Manda waved her hand and saw it smear in threespace. “What are you doing?” said the ship.
“What I was designed to do.” She waved; she could actually see through herself. “The only thing I can do.”
“The mine will wipe your identity. None of your memories will survive.”
“I believe that I’ve known that’s what would happen since we first skipped upwhen.”
“It was probable,” said the ship. “But not certain.”
Trueborn scholars pinpoint what the ship did next as its first step toward independent sentience. In its memoirs, the ship credits the children with teaching it to misbehave.
It played a prank.
“Loving you,” said the ship, “is like catching rain on my tongue. You bathe …”
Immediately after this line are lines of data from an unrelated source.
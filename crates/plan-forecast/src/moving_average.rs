//! 移動平均

use crate::{mean, Estimate, Estimator};

/// 移動平均（簡單或線性加權）
///
/// 預測值為最近 window 期的平均，所有預測期相同。
#[derive(Debug, Clone, Copy, PartialEq, Eq)]
pub struct MovingAverage {
    pub window: usize,
    pub weighted: bool,
}

impl MovingAverage {
    fn average(&self, values: &[f64]) -> f64 {
        if !self.weighted {
            return mean(values);
        }
        // 權重 1..=n，最近一期最大
        let total_weight = (values.len() * (values.len() + 1) / 2) as f64;
        values
            .iter()
            .enumerate()
            .map(|(i, v)| v * (i + 1) as f64)
            .sum::<f64>()
            / total_weight
    }
}

impl Estimator for MovingAverage {
    fn fit_predict(&self, history: &[f64], horizon: usize) -> Estimate {
        let window = self.window.clamp(1, history.len().max(1));
        let tail = &history[history.len().saturating_sub(window)..];
        let level = self.average(tail);

        // 視窗內的離散程度作為不確定性
        let spread = tail.iter().map(|v| (v - level).powi(2)).sum::<f64>();
        let residual_std = if tail.is_empty() {
            0.0
        } else {
            (spread / tail.len() as f64).sqrt()
        };

        Estimate {
            points: vec![level; horizon],
            residual_std,
        }
    }
}
//! 預測準確度記錄

use chrono::NaiveDateTime;
use rust_decimal::Decimal;
use serde::{Deserialize, Serialize};

use crate::{ForecastMethod, Period};

/// 評分狀態
#[derive(Debug, Clone, Copy, PartialEq, Eq, Serialize, Deserialize)]
pub enum ScoreStatus {
    /// 已評分
    Scored,
    /// 實際值為 0，百分比誤差無定義
    UndefinedZeroActual,
}

/// 預測與實際值的比對結果
#[derive(Debug, Clone, PartialEq, Serialize, Deserialize)]
pub struct AccuracyRecord {
    pub product_id: String,
    pub period: Period,
    pub forecast_qty: Decimal,
    pub actual_qty: Decimal,

    /// |預測 - 實際| / 實際
    pub absolute_pct_error: Option<Decimal>,

    /// (預測 - 實際) / 實際，正值為高估
    pub bias: Option<Decimal>,

    /// 被評分預測的演算法
    pub algorithm_id: String,
    pub method: ForecastMethod,
    pub generated_at: NaiveDateTime,

    pub status: ScoreStatus,
}

impl AccuracyRecord {
    pub fn is_scored(&self) -> bool {
        self.status == ScoreStatus::Scored
    }
}
//! 日誌初始化

use tracing_subscriber::EnvFilter;

const CRATES: [&str; 7] = [
    "planning",
    "plan_core",
    "plan_forecast",
    "plan_bom",
    "plan_optimizer",
    "plan_mrp",
    "plan_accuracy",
];

/// 預設過濾規則：各計劃 crate 使用指定層級
pub fn default_directive(level: &str) -> String {
    CRATES
        .iter()
        .map(|name| format!("{name}={level}"))
        .collect::<Vec<_>>()
        .join(",")
}

/// 初始化 tracing
///
/// 優先使用 `RUST_LOG`，未設定時以 `level` 作為各計劃 crate 的層級。
/// 重複呼叫不會報錯。
pub fn init_tracing(level: &str) {
    let filter = std::env::var("RUST_LOG")
        .ok()
        .filter(|s| !s.trim().is_empty())
        .unwrap_or_else(|| default_directive(level));

    let _ = tracing_subscriber::fmt()
        .with_env_filter(EnvFilter::new(filter))
        .with_target(false)
        .try_init();
}

#[cfg(test)]
mod tests {
    use super::*;

    #[test]
    fn test_default_directive_covers_all_crates() {
        let directive = default_directive("debug");
        assert!(directive.starts_with("planning=debug,"));
        assert!(directive.contains("plan_mrp=debug"));
        assert_eq!(directive.split(',').count(), CRATES.len());
    }

    #[test]
    fn test_init_twice_is_harmless() {
        init_tracing("warn");
        init_tracing("warn");
    }
}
“Stop,” Mada shouted. “Stop right now!”
“Got you!” The ship gloated. “Four minutes, fifty-one seconds.”
“Owen,” she said, her voice a silken purr. “That was the one.”
“Is that your comment?”
“No.” Mada was astonished—and pleased—that she still existed. She knew that in most timelines her identity must have been obliterated by the mine. Thinking about those brave, lost selves made her more sad than proud. “This is my comment,” she said. “I’m ready now.”
Owen coughed uncertainly. “Umm, already?”
She squawked and pushed him off her. “Not for that.” She sifted his hair through her hands. “To be with you forever.”